“Aku selesaikan administrasi dulu, terus anterin kamu pulang ke kosmu. Selama nungguin aku, kamu bisa beberes barang-barangmu.” Kata Reino pada Jingga, saat dokter sudah mengijinkan gadis itu untuk pulang.
“Udah boleh pulang ya? Kok cepet banget sih? Padahal mah enak di sini juga.” Jawab Jingga, dengan nada kecewa.
Reino tidak jadi keluar kamar itu, dia melihat ke arah Jingga dengan heran.
“Baru kali ini ada orang yang gak mau pulang dari rumah sakit. Biasanya pasien memaksa dokter untuk segera pulang. Baru kamu doang yang malah pingin tinggal di rumah sakit lebih lama. Dasar gadis aneh.” Gerutu Reino.
“Lah ini kan kamar VIP, makan sehari tiga kali dengan menu yang bisa dipilih, enak-enak banget walau sedikit hambar. Fasilitas lengkap, kaya hotel. AC, kulkas, tivi gede, dokter dan perawat yang standby, dan yang terutama adalah GRATIS TIS! Maka nikmat mana lagi yang kamu dustakan?” Jawab Jingga sambil mengutip arti sebuah ayat Al Qur’an. Dia memberikan cengiran lebar kepada Reino.
Reino melengos, dia membalik badannya dan berkata, “Ya terserah kamu saja. Kalau masih mau di sini, bayar sendiri yang hari-hari berikutnya.”
“Eeh eeh enggak enggak. Saya mau pulang kok mas.” Dengan sigap akhirnya Jingga membereskan barang-barangnya.
Lima belas menit kemudian, Reino sudah kembali ke kamar Jingga. Dia mendorong sebuah kursi roda kosong hingga ke depan Jingga yang duduk manis menunggu Reino di sofa. Jingga melihat ke arah kursi roda dan ke Reino. Telunjuknya menunjuk ke keduanya bergantian.
“Ini buat apa?” Tanyanya dengan polos.
“Tadi dikasih sama salah satu perawat di nurse station. Katanya biar pasien tidak perlu berjalan, jadi pakai kursi roda saja.”
“Jadi saya yang ada di kursi roda ini dong Mas? Iih kok kesannya saya penyakitan banget sih. Gak mau!” Jingga menolak. Bibirnya mencebik, kedua tangan dilipat di depan d**a. Reino menjadi kesal.
“Terserah kamu mau pakai kursi roda ini atau enggak, nona. Tapi awas aja kalau kamu sampai jatuh sebelum kita sampai ke mobil. Itu barang-barang kamu juga bawa sendiri saja!” Bibir Jingga semakin mengerucut mendengar ancaman Reino.

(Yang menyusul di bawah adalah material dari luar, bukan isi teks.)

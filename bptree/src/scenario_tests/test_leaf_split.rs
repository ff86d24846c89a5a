//! Test that inserting more keys than a leaf holds splits it.

use crate::scenario_tests::helpers::{TestTree, value_for};

#[test]
fn test_fifty_keys_split_leaf() {
    let mut t = TestTree::new();
    for key in 0..50 {
        t.put_str(key, &value_for(key));
    }

    assert!(t.tree.height() >= 2);
    let summary = t.tree.verify().expect("verify");
    assert!(summary.leaves >= 2);
    for key in 0..50 {
        assert_eq!(t.get_string(key), Some(value_for(key)), "key {key}");
    }
}

#[test]
fn test_descending_inserts_split_leaf() {
    let mut t = TestTree::new();

    for key in (0..50).rev() {
        t.put_str(key, &value_for(key));
    }

    t.tree.verify().expect("verify");
    for key in 0..50 {
        assert_eq!(t.get_string(key), Some(value_for(key)), "key {key}");
    }
}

“Iya, iya. Tapi ntar dorongnya pelan-pelan ya.”
“Iya neng. Bawel deh, buru ayo. Aku masih ada janji dengan orang lain setelah ini.” Reino melihat ke arah jam tangannya dengan wajah khawatir.
“Ya udah sih, saya pakai taksi online aja biar Mas-nya gak ribet dah, tapi bayarin.” Tangan Jingga menengadah, bibirnya tersenyum iseng.
“Pinginnya sih gitu, tapi sayangnya mama akan mengomeliku habis-habisan karena mengabaikan kamu. Udah ayuk buru deh duduk di kursi roda ini dan pangku tuh tas ranselmu.” Reino menunjuk ke arah kursi roda yang sudah ada di depan mata.
“Iya iya, bawel deh.” Jawab Jingga, gantian berkata bawel, dengan bibir mengerucut, tanda masih kesal, dia duduk di kursi roda yang didorong Reino dengan agak tergesa.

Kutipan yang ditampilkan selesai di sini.